魔力が豊富でなければ全うできないのは元より、ネクロマンサーは毒への耐性も持っていなければならない。ある程度の能力補正は付くが、それがどれほどのものなのかは、体験しなければ分からない。
万が一死者が疫病などで亡くなっていた場合、被害を被るのはレイズだ。マシャーナ地のネクロマンサーは自分で毒物をかき集め、時には王宮魔術士から仕入れ、耐性を身につけたとのことだった。レイズも先人を参考に、同じ方法を取ることにした。あらゆる毒物を少量日々摂取し、健康からは程遠い毎日を送った。
普通の人族ではありえないほど、また、マシャーナ地のネクロマンサーの魔力値を大幅に上回って、あらゆる毒に対する耐性を獲得した頃には十八歳を迎えていた。
十八歳で学院を卒業後、独り立ちすることになったので、それからはずっと一人でクロリア地に死者を留め、治めてきた。二十六歳の今日まで、最初の数年は月々の支給金と死者を使い、山を切り崩したり、整地したり、屋敷を建てたりと忙しく過ごした。
十五歳から毎日一人だけの屋敷に帰り、死者に埋葬を命じたり、所用を言い渡したりするだけの日々だった。
マシャーナ地のネクロマンサーは良くしてくれたが、ネクロマンサーとしての特殊魔法や、死者の受け入れ方などの手続きや付随業務を教わるだけで、仕事を教わる対象でしかなかった。

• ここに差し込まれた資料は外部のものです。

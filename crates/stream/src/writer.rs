use std::convert::Infallible;
use std::time::Duration;

use bytes::{Bytes, BytesMut};
use futures_util::Stream;
use tokio_util::sync::CancellationToken;

use crate::message::encode_event;
use crate::subscription::Subscription;

/// Comment line sent when a stream has been idle, so a vanished peer is
/// detected by the next write.
pub const KEEP_ALIVE_FRAME: &[u8] = b":\n\n";

#[derive(Debug, Clone, Copy, PartialEq, Eq)]
pub enum WriterState {
    HeadersSent,
    Streaming,
    Closed,
}

/// Drains one subscriber's buffer into framed chunks for its connection.
///
/// The writer is created once the response preamble has been produced and
/// moves to `Streaming` on the first poll. It reaches `Closed` on shutdown,
/// on an explicit [`close`](StreamWriter::close), or when it is dropped
/// because the connection failed; the subscriber is unregistered on entry
/// to `Closed` in every case.
#[derive(Debug)]
pub struct StreamWriter {
    subscription: Subscription,
    shutdown: CancellationToken,
    keep_alive: Option<Duration>,
    state: WriterState,
    frames_written: u64,
}

impl StreamWriter {
    pub fn new(subscription: Subscription, shutdown: CancellationToken) -> Self {
        Self {
            subscription,
            shutdown,
            keep_alive: None,
            state: WriterState::HeadersSent,
            frames_written: 0,
        }
    }

    pub fn with_keep_alive(mut self, interval: Duration) -> Self {
        self.keep_alive = Some(interval).filter(|i| !i.is_zero());
        self
    }

    pub fn state(&self) -> WriterState {
        self.state
    }

    pub fn subscription(&self) -> &Subscription {
        &self.subscription
    }

    pub fn frames_written(&self) -> u64 {
        self.frames_written
    }

    /// Next chunk to write to the peer, or `None` once the writer is closed.
    /// Waits while the buffer is empty.
    pub async fn next_chunk(&mut self) -> Option<Bytes> {
        loop {
            match self.state {
                WriterState::Closed => return None,
                WriterState::HeadersSent => self.state = WriterState::Streaming,
                WriterState::Streaming => {}
            }

            if self.shutdown.is_cancelled() {
                self.close();
                return None;
            }

            if let Some(chunk) = self.encode_available() {
                return Some(chunk);
            }

            let wake = tokio::select! {
                biased;
                () = self.shutdown.cancelled() => Wake::Shutdown,
                () = self.subscription.buffer().ready() => Wake::Ready,
                () = idle(self.keep_alive) => Wake::Idle,
            };

            match wake {
                Wake::Shutdown => {
                    self.close();
                    return None;
                }
                Wake::Idle => return Some(Bytes::from_static(KEEP_ALIVE_FRAME)),
                Wake::Ready => {}
            }
        }
    }

    fn encode_available(&mut self) -> Option<Bytes> {
        let events = self.subscription.drain();
        if events.is_empty() {
            return None;
        }

        let mut out = BytesMut::new();
        for event in &events {
            match encode_event(event, &mut out) {
                Ok(()) => self.frames_written += 1,
                Err(e) => tracing::warn!(
                    subscriber = %self.subscription.id(),
                    error = %e,
                    "Skipping unserializable event"
                ),
            }
        }

        (!out.is_empty()).then(|| out.freeze())
    }

    /// Move to `Closed` and unregister the subscriber. Idempotent.
    pub fn close(&mut self) {
        if self.state == WriterState::Closed {
            return;
        }
        self.state = WriterState::Closed;
        self.subscription.close();

        tracing::debug!(
            subscriber = %self.subscription.id(),
            frames = self.frames_written,
            "Stream writer closed"
        );
    }

    /// Body stream for an HTTP response. Dropping the stream, as the server
    /// does when the peer goes away or a write fails, closes the writer.
    pub fn into_stream(self) -> impl Stream<Item = Result<Bytes, Infallible>> + Send + 'static {
        futures_util::stream::unfold(self, |mut writer| async move {
            writer.next_chunk().await.map(|chunk| (Ok::<_, Infallible>(chunk), writer))
        })
    }
}

impl Drop for StreamWriter {
    fn drop(&mut self) {
        self.close();
    }
}

enum Wake {
    Shutdown,
    Ready,
    Idle,
}

async fn idle(keep_alive: Option<Duration>) {
    match keep_alive {
        Some(interval) => tokio::time::sleep(interval).await,
        None => std::future::pending().await,
    }
}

だからだろう。人らしいコミュニケーションをしたのは、思えば学院を卒業した十八歳以来ではないだろうか?8年間も霊魂/死者と死体の運び屋だけを扱ってきたことで、人との触れ合いに飢えていた自分に気づかされた。
「あともう一泊ぐらいして行け、なんて言えるわけねーよ。」
ちょっぴりヘタレのコミュ障レイズであった。